Descubrí este juego gracias a un TikTok que me encontré scrolleando con el cerebro medio muerto y que he perdido. De esos que ves una vez, te enamoran, y luego no encuentras ni rebuscando en el historial. Corría febrero de 2026 y, por suerte, tuve la lucidez de añadirlo a mi lista de deseados de Steam en ese mismo momento. Algo me dijo: <<Iris, esto es para ti>>. Y lo era.

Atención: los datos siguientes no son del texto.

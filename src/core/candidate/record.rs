//! Candidate Record and Field Values
//!
//! Defines the data carried through the intake flow:
//! - [`FieldValue`]: a single form value, either text or a binary attachment
//! - [`StepDraft`]: raw input for one step, keyed by the host form's field names
//! - [`CandidateRecord`]: the cumulative record assembled from accepted steps
//!
//! The record grows monotonically: merging an accepted step overwrites that
//! step's keys but never removes keys contributed by other steps. Empty text
//! values are dropped before merging, so unset optional fields are simply
//! absent from the record rather than present as empty strings.

use bytes::Bytes;
use indexmap::IndexMap;
use serde::{Deserialize, Serialize};

/// Raw input for one step, in the order the host form supplied it.
pub type StepDraft = IndexMap<String, FieldValue>;

// ============================================================================
// Attachment
// ============================================================================

/// An uploaded file held as an opaque in-memory blob.
///
/// The payload is kept out of serialized snapshots; hosts that need the bytes
/// read them from the live record before the session is dropped.
#[derive(Debug, Clone, PartialEq, Serialize, Deserialize)]
pub struct Attachment {
    /// File name as reported by the host form
    pub file_name: String,
    /// Declared MIME type (validated, not sniffed)
    pub mime_type: String,
    #[serde(skip, default)]
    data: Bytes,
}

impl Attachment {
    pub fn new(
        file_name: impl Into<String>,
        mime_type: impl Into<String>,
        data: impl Into<Bytes>,
    ) -> Self {
        Self {
            file_name: file_name.into(),
            mime_type: mime_type.into(),
            data: data.into(),
        }
    }

    /// Declared size in bytes
    pub fn size(&self) -> usize {
        self.data.len()
    }

    /// The raw payload
    pub fn data(&self) -> &Bytes {
        &self.data
    }
}

// ============================================================================
// FieldValue
// ============================================================================

/// One form field value: text for ordinary inputs, an attachment for uploads.
#[derive(Debug, Clone, PartialEq, Serialize, Deserialize)]
#[serde(untagged)]
pub enum FieldValue {
    Text(String),
    Attachment(Attachment),
}

impl FieldValue {
    pub fn text(value: impl Into<String>) -> Self {
        FieldValue::Text(value.into())
    }

    /// Text content, if this is a text value
    pub fn as_text(&self) -> Option<&str> {
        match self {
            FieldValue::Text(s) => Some(s.as_str()),
            FieldValue::Attachment(_) => None,
        }
    }

    /// Attachment content, if this is an attachment value
    pub fn as_attachment(&self) -> Option<&Attachment> {
        match self {
            FieldValue::Text(_) => None,
            FieldValue::Attachment(a) => Some(a),
        }
    }

    /// Empty text counts as unset; attachments are never empty.
    pub fn is_empty(&self) -> bool {
        matches!(self, FieldValue::Text(s) if s.is_empty())
    }
}

impl From<&str> for FieldValue {
    fn from(value: &str) -> Self {
        FieldValue::Text(value.to_string())
    }
}

impl From<String> for FieldValue {
    fn from(value: String) -> Self {
        FieldValue::Text(value)
    }
}

// ============================================================================
// CandidateRecord
// ============================================================================

/// Cumulative candidate record assembled from accepted step drafts.
///
/// Keys keep their first-insertion order, so a serialized snapshot reads in
/// the order the intake flow collected the fields.
#[derive(Debug, Clone, Default, PartialEq, Serialize, Deserialize)]
pub struct CandidateRecord {
    fields: IndexMap<String, FieldValue>,
}

impl CandidateRecord {
    pub fn new() -> Self {
        Self::default()
    }

    /// Merge an accepted step draft: shallow key overwrite, empty values
    /// dropped. Merging the same draft twice is equivalent to merging once.
    pub fn merge_step(&mut self, sanitized: &StepDraft) {
        for (field, value) in sanitized {
            if value.is_empty() {
                continue;
            }
            self.fields.insert(field.clone(), value.clone());
        }
    }

    pub fn get(&self, field: &str) -> Option<&FieldValue> {
        self.fields.get(field)
    }

    pub fn contains(&self, field: &str) -> bool {
        self.fields.contains_key(field)
    }

    pub fn len(&self) -> usize {
        self.fields.len()
    }

    pub fn is_empty(&self) -> bool {
        self.fields.is_empty()
    }

    /// All accepted fields, in collection order
    pub fn fields(&self) -> &IndexMap<String, FieldValue> {
        &self.fields
    }

    /// Candidate display name for listings, if the basic-info step has
    /// supplied one.
    pub fn display_name(&self) -> Option<String> {
        let first = self.get("firstName").and_then(FieldValue::as_text)?;
        match self.get("lastName").and_then(FieldValue::as_text) {
            Some(last) => Some(format!("{} {}", first, last)),
            None => Some(first.to_string()),
        }
    }
}

// ============================================================================
// Tests
// ============================================================================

Burn With Me es un deckbuilder donde debes armar una baraja para superar ciertas invocaciones. Hasta ahí, todo normal. Pero tiene una particularidad que lo cambia todo: las cartas que usas para invocar no desaparecen, así que tu mazo no para de crecer. Invocas, tu mazo se hace más grande. Invocas otra vez, más grande aún. Pero tu mano es limitada. Y aquí llega la puñalada: robar te quemará para siempre una carta. No hablo de descartar. No hablo de reducir tu mazo para optimizar combos, como haces en Slay the Spire cuando eliminas una carta básica para que tu motor funcione más limpio, o como haces en Balatro cuando descartas una escalera de color para hacerla subir de nivel. Eso es estrategia. Eso es control. En Burn With Me no estás optimizando: estás pagando un peaje. Y duele. Cada carta que entregas es una renuncia. Una pieza que ya no volverá. Un <<te quedas sin esto para siempre>> que el juego te susurra mientras tú intentas justificarlo: <<Bueno, total, esta carta no era tan buena>>, <<Seguro que luego encuentro otra mejor>>. Mentiras que nos contamos para sobrellevar la pérdida.
Pero lo que me enganchó de verdad fue darme cuenta de cómo interactúan unas cartas con otras, el espacio que ocupan en la mano y cómo aprovechar la mecánica de quemar al robar para mantener el mazo controlado. Cuando ese sistema te hace clic en la cabeza, todo fluye. Es profundamente satisfactorio.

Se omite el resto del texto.